Depuis deux siècles, il suffit en effet de prononcer le mot de « Robespierre » pour électriser le débat collectif.
Des sanctifications thermidoriennes aux légendes noires contre-révolutionnaires,
Des critiques libérales de Benjamin Constant, le voyant comme le fourrier du despotisme napoléonien,
Jusqu'aux réhabilitations républicaines ou marxistes – pensons à Lamartine, Louis Blanc, Jaurès, Soboul – le débat n’a jamais cessé.
Plus près de nous, l'école « antitotalitaire » de François Furet, a vu en lui un précurseur des tragédies du XXème siècle.
Quant à vous, Monsieur le député Corbière, vous avez eu cette formule : « Qu’est-ce que le robespierrisme ? C’est la Déclaration des droits de l’homme en actes. »
Mais bien que décrit comme un terroriste par ses détracteurs, Robespierre avait aussi des vues humanistes, comme vous le rappelez souvent, cher Alain Tourret.

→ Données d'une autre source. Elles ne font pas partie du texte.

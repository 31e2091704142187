// Copyright 2026, Jeroen van Erp <jeroen@geeko.me>
// SPDX-License-Identifier: Apache-2.0
use kube::CustomResource;
use serde::{Deserialize, Serialize};

/// Subscription state reported once the operator has installed the newest CSV of its channel
pub const AT_LATEST_KNOWN: &str = "AtLatestKnown";

/// Condition types OLM sets when a subscription cannot make progress
const FAILURE_CONDITIONS: [&str; 3] = [
    "ResolutionFailed",
    "InstallPlanFailed",
    "CatalogSourcesUnhealthy",
];

#[derive(CustomResource, Serialize, Deserialize, Clone, Debug, Default, schemars::JsonSchema)]
#[kube(group = "operators.coreos.com", version = "v1alpha1", kind = "Subscription")]
#[kube(namespaced)]
#[kube(status = "SubscriptionStatus")]
#[serde(rename_all = "camelCase")]
pub struct SubscriptionSpec {
    /// Package name in the catalog
    pub name: String,
    pub source: String,
    pub source_namespace: String,
    #[serde(skip_serializing_if = "Option::is_none")]
    pub channel: Option<String>,
    #[serde(rename = "startingCSV", skip_serializing_if = "Option::is_none")]
    pub starting_csv: Option<String>,
    #[serde(skip_serializing_if = "Option::is_none")]
    pub install_plan_approval: Option<String>,
}

impl Subscription {
    /// Check if the subscription has converged on the latest known CSV
    pub fn is_ready(&self) -> bool {
        self.status
            .as_ref()
            .and_then(|s| s.state.as_deref())
            == Some(AT_LATEST_KNOWN)
    }

    /// The CSV the operator reports as installed, if any
    pub fn installed_csv(&self) -> Option<&str> {
        self.status.as_ref().and_then(|s| s.installed_csv.as_deref())
    }

    /// First active condition explaining why the subscription is stuck
    pub fn failure(&self) -> Option<&SubscriptionCondition> {
        self.status
            .as_ref()
            .and_then(|s| s.conditions.as_ref())
            .and_then(|conditions| {
                conditions.iter().find(|c| {
                    c.status == "True" && FAILURE_CONDITIONS.contains(&c.condition_type.as_str())
                })
            })
    }
}

#[derive(Serialize, Deserialize, Clone, Debug, Default, schemars::JsonSchema)]
#[serde(rename_all = "camelCase")]
pub struct SubscriptionStatus {
    #[serde(skip_serializing_if = "Option::is_none")]
    pub state: Option<String>,
    #[serde(rename = "currentCSV", skip_serializing_if = "Option::is_none")]
    pub current_csv: Option<String>,
    #[serde(rename = "installedCSV", skip_serializing_if = "Option::is_none")]
    pub installed_csv: Option<String>,
    #[serde(skip_serializing_if = "Option::is_none")]
    pub conditions: Option<Vec<SubscriptionCondition>>,
}

#[derive(Serialize, Deserialize, Clone, Debug, schemars::JsonSchema)]
pub struct SubscriptionCondition {
    #[serde(rename = "type")]
    pub condition_type: String,
    /// "True", "False" or "Unknown"
    pub status: String,
    #[serde(skip_serializing_if = "Option::is_none")]
    pub reason: Option<String>,
    #[serde(skip_serializing_if = "Option::is_none")]
    pub message: Option<String>,
}
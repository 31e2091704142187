// Copyright 2026, Jeroen van Erp <jeroen@geeko.me>
// SPDX-License-Identifier: Apache-2.0
use std::fmt;

use kube::api::DynamicObject;

use crate::constants::GLOBAL_SCOPE;
use crate::resources::{ResourceHandle, ResourceRef};

/// The test unit a tracked resource belongs to.
///
/// Sweeping one scope never touches entries recorded under another, so a per-method
/// sweep leaves resources created for the whole class in place.
#[derive(Debug, Clone, PartialEq, Eq, Hash)]
pub struct TestScope(String);

impl TestScope {
    pub fn global() -> Self {
        Self(GLOBAL_SCOPE.to_string())
    }

    /// Scope spanning every test of a class or suite
    pub fn class(class: &str) -> Self {
        Self(class.to_string())
    }

    /// Scope of a single test
    pub fn method(class: &str, method: &str) -> Self {
        Self(format!("{}.{}", class, method))
    }

    pub fn as_str(&self) -> &str {
        &self.0
    }
}

impl Default for TestScope {
    fn default() -> Self {
        Self::global()
    }
}

impl From<&str> for TestScope {
    fn from(name: &str) -> Self {
        Self(name.to_string())
    }
}

impl From<String> for TestScope {
    fn from(name: String) -> Self {
        Self(name)
    }
}

impl fmt::Display for TestScope {
    fn fmt(&self, f: &mut fmt::Formatter<'_>) -> fmt::Result {
        f.write_str(&self.0)
    }
}

/// One tracked creation, undone by deleting `reference`
#[derive(Debug, Clone)]
pub struct LifecycleEntry {
    pub id: u64,
    pub scope: TestScope,
    pub reference: ResourceRef,
    pub snapshot: Option<DynamicObject>,
}

impl LifecycleEntry {
    pub fn handle(&self) -> Option<ResourceHandle> {
        self.snapshot.clone().map(|snapshot| ResourceHandle {
            reference: self.reference.clone(),
            snapshot,
        })
    }
}

/// Arena of tracked entries in creation order.
#[derive(Debug, Default)]
pub(crate) struct Tracker {
    entries: Vec<LifecycleEntry>,
    next_id: u64,
}

impl Tracker {
    /// Record `reference` under `scope`. Returns false, refreshing the snapshot instead,
    /// when the resource is already tracked in any scope.
    pub fn track(
        &mut self,
        scope: &TestScope,
        reference: ResourceRef,
        snapshot: Option<DynamicObject>,
    ) -> bool {
        if let Some(existing) = self.entries.iter_mut().find(|e| e.reference == reference) {
            if snapshot.is_some() {
                existing.snapshot = snapshot;
            }
            return false;
        }

        self.next_id += 1;
        self.entries.push(LifecycleEntry {
            id: self.next_id,
            scope: scope.clone(),
            reference,
            snapshot,
        });
        true
    }

    pub fn refresh(&mut self, reference: &ResourceRef, snapshot: DynamicObject) -> bool {
        match self.entries.iter_mut().find(|e| &e.reference == reference) {
            Some(entry) => {
                entry.snapshot = Some(snapshot);
                true
            }
            None => false,
        }
    }

    pub fn untrack(&mut self, reference: &ResourceRef) -> Option<LifecycleEntry> {
        let index = self.entries.iter().position(|e| &e.reference == reference)?;
        Some(self.entries.remove(index))
    }

    /// Remove and return every entry of `scope`, oldest first
    pub fn drain(&mut self, scope: &TestScope) -> Vec<LifecycleEntry> {
        let (drained, kept): (Vec<_>, Vec<_>) = std::mem::take(&mut self.entries)
            .into_iter()
            .partition(|e| &e.scope == scope);
        self.entries = kept;
        drained
    }

    pub fn entries(&self, scope: &TestScope) -> Vec<LifecycleEntry> {
        self.entries
            .iter()
            .filter(|e| &e.scope == scope)
            .cloned()
            .collect()
    }
}

#[cfg(test)]
mod tests {
    use super::*;

    fn cm(name: &str) -> ResourceRef {
        ResourceRef::new("ConfigMap", Some("default"), name, "default")
    }

    fn snapshot(value: &str) -> DynamicObject {
        serde_json::from_value(serde_json::json!({
            "apiVersion": "v1",
            "kind": "ConfigMap",
            "metadata": { "name": "cm", "namespace": "default" },
            "data": { "key": value }
        }))
        .unwrap()
    }

    #[test]
    fn test_scope_names() {
        assert_eq!(TestScope::default().as_str(), "global");
        assert_eq!(TestScope::class("Suite").to_string(), "Suite");
        assert_eq!(TestScope::method("Suite", "creates").to_string(), "Suite.creates");
        assert_eq!(TestScope::from("custom"), TestScope::class("custom"));
    }

    #[test]
    fn test_track_assigns_increasing_ids() {
        let mut tracker = Tracker::default();
        let scope = TestScope::global();

        assert!(tracker.track(&scope, cm("a"), None));
        assert!(tracker.track(&scope, cm("b"), None));

        let ids: Vec<u64> = tracker.entries(&scope).iter().map(|e| e.id).collect();
        assert_eq!(ids, vec![1, 2]);
    }

    #[test]
    fn test_track_is_unique_across_scopes() {
        let mut tracker = Tracker::default();

        assert!(tracker.track(&TestScope::class("Suite"), cm("a"), Some(snapshot("1"))));
        assert!(!tracker.track(&TestScope::method("Suite", "t"), cm("a"), Some(snapshot("2"))));

        let entries = tracker.entries(&TestScope::class("Suite"));
        assert_eq!(entries.len(), 1);
        assert_eq!(entries[0].snapshot.as_ref().unwrap().data["data"]["key"], "2");
        assert!(tracker.entries(&TestScope::method("Suite", "t")).is_empty());
    }

    #[test]
    fn test_drain_only_takes_scope() {
        let mut tracker = Tracker::default();
        let class = TestScope::class("Suite");
        let method = TestScope::method("Suite", "t");
        tracker.track(&class, cm("outer"), None);
        tracker.track(&method, cm("inner-1"), None);
        tracker.track(&method, cm("inner-2"), None);

        let drained: Vec<String> = tracker
            .drain(&method)
            .into_iter()
            .map(|e| e.reference.name)
            .collect();

        assert_eq!(drained, vec!["inner-1", "inner-2"]);
        let remaining = tracker.entries(&class);
        assert_eq!(remaining.len(), 1);
        assert_eq!(remaining[0].reference, cm("outer"));
        assert!(tracker.entries(&method).is_empty());
    }

    #[test]
    fn test_untrack_and_refresh() {
        let mut tracker = Tracker::default();
        let scope = TestScope::global();
        tracker.track(&scope, cm("a"), None);

        assert!(tracker.refresh(&cm("a"), snapshot("x")));
        assert!(tracker.entries(&scope)[0].handle().is_some());
        assert!(!tracker.refresh(&cm("missing"), snapshot("x")));

        assert_eq!(tracker.untrack(&cm("a")).map(|e| e.id), Some(1));
        assert!(tracker.untrack(&cm("a")).is_none());
    }
}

Il fut un précurseur de l’abolition de l’esclavage, ce que résume un de ses mots célèbres : « Périssent nos colonies, plutôt qu'un principe ».
Il fut aussi le partisan d’une autre abolition, celle de la peine de mort. En mai 1791, il lance à la tribune : « Gardez-vous bien de confondre l'efficacité des peines avec l'excès de la sévérité : l'un est absolument opposé à l'autre. Tout seconde les lois modérées ; tout conspire contre les lois cruelles. »
Et cher Alain Tourret, je sais que vous êtes très attaché à ce visage plus lumineux du robespierrisme.
L’Incorruptible porta aussi des mesures sociales audacieuses : le blocage des prix, les allocations aux indigents, l’impôt progressif.
Alors qui fut Robespierre ? Ange ou démon ? Corrupteur ou « Incorruptible » ? Humaniste ou « terroriste » ?
Un de ses biographes récents, Jean-Clément Martin, le décrit, dans une série d’oxymores, comme « un météore inquiétant, ou inspirant, sanctifié par le martyre, ou voué aux gémonies. »
Vous-même, cher Alain Tourret, vous le qualifiez d’« homme de lumières et de ténèbres ».
Oui, Robespierre est un paradoxe vivant, inquiétant, mais toujours passionnant.
Chaque année ou presque, il ressurgit, réveille, ravive le débat historique.
Cher Alain Tourret, avec ce don magnifique de quatre lettres autographes dont une de la main de l’Incorruptible, vous faites justement vivre ce débat.
**
Cher Alain Tourret, vous êtes un amoureux d’histoire, un arpenteur des archives.
Votre premier amour ? Le droit épiscopal sous Philippe Auguste.
Mais le latin finit par vous lasser - et la Révolution vous attire de plus en plus.
Et en particulier Robespierre.
Vous devenez un mordu de l’Incorruptible.
Comme lui, vous étudiez le droit. Et comme lui aussi, vous êtes élu député.
Robespierre, vous l’appelez donc « mon confrère ».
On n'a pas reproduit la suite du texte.